Once I’d sorted out a plan for the day and started people off, I went back over to the orchard with Gill Barron and Beth Tilston to finish the mowing there and turn the grass we cut during the course on Saturday. After being occupied all that day with teaching it was a treat to be mowing myself and I was looking forward to being part of the ‘team’. The grass was already drying well in the hot sun hay and fluffed up a treat on it’s way to making hay.
By the time we got back to the meadow the team was well under way and a third of the grass was already cut. When mowing in a team, the first person sets off with their swath and, once they’ve got a safe distance ahead the second person starts to follow. After a time, the next person goes and the mowing is staggered. It’s thought that the song ‘One man went to mow, went to mow a meadow..’ is about team mowing and indicates when the first mower (‘one man went..’), second mower (‘two man went..’) and so on, should start. Since the rows were quite short here, we opened up extra swaths across the meadow to start two and even three team during the day.
The field filled up with mowers and the sound of scythes sweeping through the sward (does anyone know the collective noun for mowers?). We have very open, non-competitive atmosphere and everyone is happy to help each other and share what they’ve learned. A few non-mowing friends had heard about the day and were quickly introduced to the scythe and given some instruction to get them involved. It’s no substitute for a proper training course but enough to start people off and give them the bug.

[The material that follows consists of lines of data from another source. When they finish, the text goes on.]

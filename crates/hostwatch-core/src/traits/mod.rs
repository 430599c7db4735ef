//! Core traits for the monitoring agent
//!
//! These are the seams between the reconciler/scheduler and the outside
//! world:
//!
//! - [`AddressResolver`]: determine the host's current public address
//! - [`RecordUpdater`]: push an address to the DNS provider
//! - [`StateStore`]: durable `{address, observed_at}` state
//! - [`Notifier`]: deliver alert and report emails

pub mod address_resolver;
pub mod notifier;
pub mod record_updater;
pub mod state_store;

pub use address_resolver::AddressResolver;
pub use notifier::{DiscardNotifier, Notifier, alert_critical};
pub use record_updater::RecordUpdater;
pub use state_store::StateStore;
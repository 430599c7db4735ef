// # hostwatch-probes
//
// Stateless probe-and-log task bodies for the scheduler: resource health
// (CPU, RAM, temperature, firmware throttle flags) and storage health
// (usage, SMART, SD write test).
//
// Probes read, classify, and log. They never decide scheduling, never
// retry, and the only state any of them keeps is the system probe's own
// heartbeat cadence.

pub mod disks;
pub mod sys;

pub use disks::{DiskProbe, SmartHealth, WriteTest};
pub use sys::{SysProbe, ThrottleStatus};
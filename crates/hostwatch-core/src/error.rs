//! Error types for the monitoring agent.
//!
//! All failures inside a task body are contained there; none of these
//! variants ever reaches the scheduler's control loop. The single fatal
//! error is the log-root creation failure at startup.

use thiserror::Error;

/// Result type alias for hostwatch operations
pub type Result<T> = std::result::Result<T, Error>;

/// Core error type for the monitoring agent
#[derive(Error, Debug)]
pub enum Error {
    /// No address-echo provider was reachable. The cycle is aborted; absence
    /// of a result must never be read as "no change".
    #[error("address resolution failed: {0}")]
    Resolution(String),

    /// The persisted state file exists but is not parsable. The state store
    /// treats this like an absent file and returns the sentinel.
    #[error("state file corrupted: {0}")]
    StateCorruption(String),

    /// A provider update call failed or returned non-success.
    #[error("DNS update failed: {0}")]
    Update(String),

    /// All bounded retries of a critical update failed.
    #[error("all {attempts} update retries exhausted")]
    RetryExhausted {
        /// Number of retry attempts that were made
        attempts: u32,
    },

    /// Persisting state failed. The next cycle sees stale state and simply
    /// re-detects "changed".
    #[error("state write failed: {0}")]
    Write(String),

    /// Notification delivery failed
    #[error("notification failed: {0}")]
    Notify(String),

    /// Configuration errors
    #[error("configuration error: {0}")]
    Config(String),

    /// I/O errors
    #[error("I/O error: {0}")]
    Io(#[from] std::io::Error),

    /// JSON serialization/deserialization errors
    #[error("JSON error: {0}")]
    Json(#[from] serde_json::Error),
}

impl Error {
    /// Create an address resolution error
    pub fn resolution(msg: impl Into<String>) -> Self {
        Self::Resolution(msg.into())
    }

    /// Create a state corruption error
    pub fn state_corruption(msg: impl Into<String>) -> Self {
        Self::StateCorruption(msg.into())
    }

    /// Create an update error
    pub fn update(msg: impl Into<String>) -> Self {
        Self::Update(msg.into())
    }

    /// Create a state write error
    pub fn write(msg: impl Into<String>) -> Self {
        Self::Write(msg.into())
    }

    /// Create a notification error
    pub fn notify(msg: impl Into<String>) -> Self {
        Self::Notify(msg.into())
    }

    /// Create a configuration error
    pub fn config(msg: impl Into<String>) -> Self {
        Self::Config(msg.into())
    }
}

impl From<anyhow::Error> for Error {
    fn from(err: anyhow::Error) -> Self {
        Self::Config(err.to_string())
    }
}
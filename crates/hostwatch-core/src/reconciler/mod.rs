//! DNS reconciliation engine
//!
//! One reconciliation cycle walks a fixed ladder:
//!
//! ```text
//! IDLE → RESOLVING → DECIDING → UPDATING → (RETRYING)* → DONE | ESCALATED
//! ```
//!
//! 1. **RESOLVING**: ask the [`AddressResolver`] for the current public
//!    address. Failure aborts the cycle; the next scheduled cycle starts
//!    from scratch.
//! 2. **DECIDING**: load persisted [`DnsState`] and compare. Same address
//!    and fresh state: nothing to do. Same address but older than the
//!    force-refresh window: re-assert the record, best-effort. Different
//!    address: a critical refresh.
//! 3. **UPDATING**: one call to the [`RecordUpdater`]. Success persists the
//!    new state. A failed best-effort refresh is only a warning.
//! 4. **RETRYING**: a failed critical refresh gets a bounded number of
//!    retries, each after the same fixed delay, each with the address
//!    resolved at the start of the cycle.
//! 5. **ESCALATED**: every retry failed, CRITICAL log plus alert email
//!    carrying the unpersisted address so a human can fix the record by
//!    hand. State is deliberately not persisted, so the next cycle sees
//!    "changed" again and the whole ladder re-runs.
//!
//! The cycle never returns an error: every failure mode is a
//! [`CycleOutcome`] variant, and nothing escapes to the scheduler.

use std::net::IpAddr;
use std::sync::Arc;
use std::time::Duration;

use chrono::TimeDelta;

use crate::clock::LocalClock;
use crate::config::DnsConfig;
use crate::logstore::ServiceLog;
use crate::state::DnsState;
use crate::traits::{AddressResolver, Notifier, RecordUpdater, StateStore, alert_critical};

/// Terminal outcome of one reconciliation cycle
#[derive(Debug, Clone, Copy, PartialEq, Eq)]
pub enum CycleOutcome {
    /// Address unchanged and state fresh; no provider call was made
    NoChange,

    /// Address changed and the record was updated
    Updated,

    /// Same address, stale state; the record was re-asserted
    Refreshed,

    /// No address provider was reachable; cycle aborted
    ResolutionFailed,

    /// A best-effort refresh failed; the record still holds the correct
    /// address, so no retry
    RefreshFailed,

    /// A critical update failed through every retry; a human was alerted
    Escalated,
}

/// The reconciliation engine.
///
/// Collaborators come in at construction (no globals); cycles are mutually
/// exclusive by the scheduler's overlap guard, so the engine itself needs no
/// locking around the state file.
pub struct Reconciler {
    resolver: Box<dyn AddressResolver>,
    updater: Box<dyn RecordUpdater>,
    store: Box<dyn StateStore>,
    notifier: Arc<dyn Notifier>,
    clock: LocalClock,
    log: ServiceLog,
    force_refresh: TimeDelta,
    max_retries: u32,
    retry_delay: Duration,
}

impl Reconciler {
    pub fn new(
        resolver: Box<dyn AddressResolver>,
        updater: Box<dyn RecordUpdater>,
        store: Box<dyn StateStore>,
        notifier: Arc<dyn Notifier>,
        clock: LocalClock,
        log: ServiceLog,
        config: &DnsConfig,
    ) -> Self {
        Self {
            resolver,
            updater,
            store,
            notifier,
            clock,
            log,
            force_refresh: TimeDelta::seconds(config.force_refresh_secs as i64),
            max_retries: config.max_retries,
            retry_delay: Duration::from_secs(config.retry_delay_secs),
        }
    }

    /// Run one reconciliation cycle to completion.
    pub async fn run_cycle(&self) -> CycleOutcome {
        self.log.info("Starting DNS record check.");

        // RESOLVING
        let current = match self.resolver.resolve().await {
            Ok(address) => {
                self.log.info(format!("Current WAN address: {address}"));
                address
            }
            Err(e) => {
                self.log
                    .error(format!("Failed to determine public address. Aborting. Error: {e}"));
                return CycleOutcome::ResolutionFailed;
            }
        };

        // DECIDING
        let persisted = self.store.load().await;
        let age = persisted.age(self.clock.now());

        let critical = if persisted.matches(current) {
            self.log.info("Address has not changed.");

            if age <= self.force_refresh {
                self.log
                    .info(format!("Nothing to do (last update {age} ago)."));
                return CycleOutcome::NoChange;
            }
            self.log
                .info(format!("Force refresh triggered (last update {age} ago)."));
            false
        } else {
            self.log.info(format!(
                "Address changed from '{}' to {current}.",
                persisted.address
            ));
            true
        };

        // UPDATING
        match self.updater.update(current).await {
            Ok(()) => {
                self.log.info("DNS record successfully updated.");
                self.persist(current).await;
                if critical {
                    CycleOutcome::Updated
                } else {
                    CycleOutcome::Refreshed
                }
            }
            Err(e) if !critical => {
                // The record still holds the correct address; staleness is
                // acceptable until the next force-refresh window.
                self.log.warning(format!(
                    "Failed to refresh DNS record, but address did not change ({e}). \
                     Should not be a problem for now."
                ));
                CycleOutcome::RefreshFailed
            }
            Err(e) => {
                self.log
                    .error(format!("Failed to update DNS record to new address ({e}). Retrying..."));
                self.retry_ladder(current).await
            }
        }
    }

    /// RETRYING: bounded attempts with a fixed delay before each, same
    /// address throughout. First success persists and ends the cycle.
    async fn retry_ladder(&self, address: IpAddr) -> CycleOutcome {
        for attempt in 1..=self.max_retries {
            tokio::time::sleep(self.retry_delay).await;

            match self.updater.update(address).await {
                Ok(()) => {
                    self.log.info(format!("Retry #{attempt} successful."));
                    self.persist(address).await;
                    return CycleOutcome::Updated;
                }
                Err(e) => {
                    self.log.error(format!("Retry #{attempt} failed: {e}"));
                }
            }
        }

        // ESCALATED: state stays unpersisted so the next cycle sees
        // "changed" again and re-runs the ladder.
        let exhausted = crate::Error::RetryExhausted {
            attempts: self.max_retries,
        };
        alert_critical(
            &self.log,
            self.notifier.as_ref(),
            &self.clock,
            &format!("{exhausted}. Service is now unreachable. Immediate action must be taken."),
            Some(&format!(
                "Failed to update the DNS record to the new address multiple times.\n\
                 If everything still works, a later attempt was successful.\n\
                 If not, manually edit the DNS record. Current address is {address}"
            )),
        )
        .await;

        CycleOutcome::Escalated
    }

    async fn persist(&self, address: IpAddr) {
        let state = DnsState::observed(address, self.clock.now());
        if let Err(e) = self.store.save(&state).await {
            // Stale state self-heals: the next cycle re-detects "changed".
            self.log.error(format!("Failed to persist DNS state: {e}"));
        }
    }
}
// # SMTP Notifier
//
// Delivers alert and report emails over SMTP with implicit TLS
// (submissions, port 465 by default).
//
// The transport is blocking, so each send runs on the tokio blocking pool.
// Delivery failure is returned as an outcome and logged to the email
// service stream; nothing upstream ever aborts because an email did not
// go out.
//
// ## Credentials
//
// SMTP username and password are supplied by the daemon from the
// environment; they never appear in configuration files, logs or Debug
// output.

use std::time::Duration;

use async_trait::async_trait;
use hostwatch_core::config::EmailConfig;
use hostwatch_core::traits::Notifier;
use hostwatch_core::{Error, Result, ServiceLog};
use lettre::message::Mailbox;
use lettre::transport::smtp::authentication::Credentials;
use lettre::{Message, SmtpTransport, Transport};

/// Connection/send timeout for one delivery
const SEND_TIMEOUT: Duration = Duration::from_secs(30);

/// SMTP notifier with a fixed sender/receiver pair
pub struct SmtpNotifier {
    transport: SmtpTransport,
    sender: Mailbox,
    receiver: Mailbox,
    log: ServiceLog,
}

impl std::fmt::Debug for SmtpNotifier {
    fn fmt(&self, f: &mut std::fmt::Formatter<'_>) -> std::fmt::Result {
        f.debug_struct("SmtpNotifier")
            .field("sender", &self.sender.to_string())
            .field("receiver", &self.receiver.to_string())
            .finish()
    }
}

impl SmtpNotifier {
    /// Build a notifier from the email configuration plus env-supplied
    /// credentials.
    pub fn new(
        config: &EmailConfig,
        username: impl Into<String>,
        password: impl Into<String>,
        log: ServiceLog,
    ) -> Result<Self> {
        let sender: Mailbox = config
            .sender
            .parse()
            .map_err(|e| Error::config(format!("invalid sender address: {e}")))?;
        let receiver: Mailbox = config
            .receiver
            .parse()
            .map_err(|e| Error::config(format!("invalid receiver address: {e}")))?;

        let transport = SmtpTransport::relay(&config.smtp_server)
            .map_err(|e| Error::config(format!("invalid SMTP server: {e}")))?
            .port(config.smtp_port)
            .credentials(Credentials::new(username.into(), password.into()))
            .timeout(Some(SEND_TIMEOUT))
            .build();

        Ok(Self {
            transport,
            sender,
            receiver,
            log,
        })
    }
}

#[async_trait]
impl Notifier for SmtpNotifier {
    async fn send(&self, subject: &str, body: &str) -> Result<()> {
        self.log.info(format!("Trying to send email: {subject}"));

        let email = Message::builder()
            .from(self.sender.clone())
            .to(self.receiver.clone())
            .subject(subject)
            .body(body.to_string())
            .map_err(|e| Error::notify(format!("failed to build message: {e}")))?;

        let transport = self.transport.clone();
        let outcome = tokio::task::spawn_blocking(move || transport.send(&email))
            .await
            .map_err(|e| Error::notify(format!("send task failed: {e}")))?;

        match outcome {
            Ok(_) => {
                self.log.info("Message sent successfully");
                Ok(())
            }
            Err(e) => {
                self.log.error(format!("Error sending email: {e}"));
                Err(Error::notify(e.to_string()))
            }
        }
    }
}

#[cfg(test)]
mod tests {
    use super::*;
    use hostwatch_core::LocalClock;
    use tempfile::tempdir;

    fn test_log(root: &std::path::Path) -> ServiceLog {
        ServiceLog::open(root, "email", LocalClock::new(chrono_tz::Europe::Vienna)).unwrap()
    }

    fn config() -> EmailConfig {
        EmailConfig {
            enabled: true,
            smtp_server: "smtp.example.org".to_string(),
            smtp_port: 465,
            sender: "agent@example.org".to_string(),
            receiver: "admin@example.org".to_string(),
        }
    }

    #[test]
    fn builds_from_valid_config() {
        let dir = tempdir().unwrap();
        assert!(SmtpNotifier::new(&config(), "user", "pass", test_log(dir.path())).is_ok());
    }

    #[test]
    fn invalid_sender_is_rejected() {
        let dir = tempdir().unwrap();
        let mut config = config();
        config.sender = "not an address".to_string();
        assert!(SmtpNotifier::new(&config, "user", "pass", test_log(dir.path())).is_err());
    }

    #[test]
    fn credentials_not_exposed_in_debug() {
        let dir = tempdir().unwrap();
        let notifier =
            SmtpNotifier::new(&config(), "user", "hunter2", test_log(dir.path())).unwrap();
        let debug_str = format!("{notifier:?}");
        assert!(!debug_str.contains("hunter2"));
    }
}
// # State Store Trait
//
// Defines the interface for the persisted reconciliation state.
//
// ## Purpose
//
// The store remembers the last address successfully written to the DNS
// provider and when. This is what makes reconciliation idempotent: a cycle
// that sees the same address with a fresh timestamp does nothing at all.
//
// ## Implementations
//
// - File-based JSON: [`crate::state::FileStateStore`]
// - In-memory (tests, embedding): [`crate::state::MemoryStateStore`]

use async_trait::async_trait;

use crate::state::DnsState;

/// Trait for state store implementations
///
/// Loading never fails: an absent or unreadable backing file yields
/// [`DnsState::sentinel`], which guarantees the next reconciliation treats
/// the current address as changed.
#[async_trait]
pub trait StateStore: Send + Sync {
    /// Load the persisted state, or the sentinel if there is none
    async fn load(&self) -> DnsState;

    /// Replace the persisted state.
    ///
    /// A failed write is reported but not retried; the reconciler logs it
    /// and lets the next cycle re-detect the change.
    async fn save(&self, state: &DnsState) -> Result<(), crate::Error>;
}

Of course, there was plenty of time for talking through the day with discussion of plans for meadow restoration projects, Ian & Susan’s mowing in Denmark and the possibilities of building on the success of this weekend and developing it into a festival for the public to see and learn more about using a scythe.
After the last of the grass was cut and spread out to dry we went down to the mill for a welcome cup of tea with homemade jam and bread. We calculated the meadow to be 0.75 acres and discussed the idea of making hay at the end of the summer on a 1.25 acre meadow elsewhere on the holding. The question of how to bale the finished hay is still to be answered but I’m sure I’ve seen a hand-baler somewhere so I’ll follow that up.
After everyone else had gone home Gill, Beth & I finished the day off by collecting yellow rattle seed from the other meadows for sowing in the autumn. A brilliant weekend that I can’t wait to repeat.